The chief effect of steeply progressive tax rates is to lower the price of luxury and leisure in relation to investment and work.  Paul Craig Roberts elucidated the point:

Take the case of a person facing the 70 percent tax rate on investment income.  He can choose to invest $50,00 at a 10 percent rate of return, which would bring him $5,000 per year of additional income before taxes.  Or he can choose to spend $50,000 on a Rolls Royce.  Since the after –tax value of $5000 is only $1,500, he can enjoy a fine motor car by giving up only that amount.  Britain’s 98 percent tax rate on “unearned” (investment) income has reduced the costs of the Rolls in terms of forgone income to only $100 a year.  The profusion of Rolls Royces seen in England today is mistaken as a sign of prosperity.

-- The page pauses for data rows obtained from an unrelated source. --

//! Request ID middleware for request tracing and correlation.
//!
//! Generates a UUID v4 for each request unless an upstream proxy supplied a
//! usable one. The request ID is:
//! - Recorded in the current tracing span
//! - Added to the Sentry scope for error correlation
//! - Returned in the response headers

use axum::{extract::Request, http::HeaderValue, middleware::Next, response::Response};
use tracing::Span;
use uuid::Uuid;

/// The HTTP header name for request IDs.
pub const REQUEST_ID_HEADER: &str = "x-request-id";

/// Longest upstream request ID we accept.
const MAX_REQUEST_ID_LEN: usize = 128;

/// Use the upstream ID when it is short printable ASCII, otherwise mint one.
fn resolve_request_id(incoming: Option<&HeaderValue>) -> String {
    incoming
        .and_then(|h| h.to_str().ok())
        .map(str::trim)
        .filter(|id| {
            !id.is_empty()
                && id.len() <= MAX_REQUEST_ID_LEN
                && id.bytes().all(|b| b.is_ascii_graphic())
        })
        .map_or_else(|| Uuid::new_v4().to_string(), String::from)
}

/// Middleware that ensures every request has a unique request ID.
pub async fn request_id_middleware(request: Request, next: Next) -> Response {
    let request_id = resolve_request_id(request.headers().get(REQUEST_ID_HEADER));

    // Record in current span for structured logging
    Span::current().record("request_id", &request_id);

    // Set in Sentry scope for error correlation
    sentry::configure_scope(|scope| {
        scope.set_tag("request_id", &request_id);
    });

    let mut response = next.run(request).await;

    if let Ok(value) = HeaderValue::from_str(&request_id) {
        response.headers_mut().insert(REQUEST_ID_HEADER, value);
    }

    response
}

As Scott Burns put it with reference to the United States, “We will see more Cadillacs and Mercedes on the roads and more yachts in the water until the very day the economy falls apart.

From the new edition of Wealth and Poverty by George Gilder.  Originally published in 1980 the new version is updated with 40,000 words and views on the current scene.

HKO

It is obvious that higher taxes on investment and savings will discourage savings in favor of ever more conspicuous consumption.  Estate taxes also have this effect.  I may forgo the expensive car to pass on to my children and grandchildren, but if the government is going to confiscate it, hell, I may as well enjoy it.  Low interest rates engineered by the Fed to stimulate the economy also deter savings, and inflation actually encourages he acquisition of non productive material assets, rather than financial assets that increase production.

Much of the capital growth in the 1980’s came as a result of the success in the lowering of inflation. Assets moved from tangible forms often unrecorded to financial assets which were. This also distorted the reported increases in the wealth gap.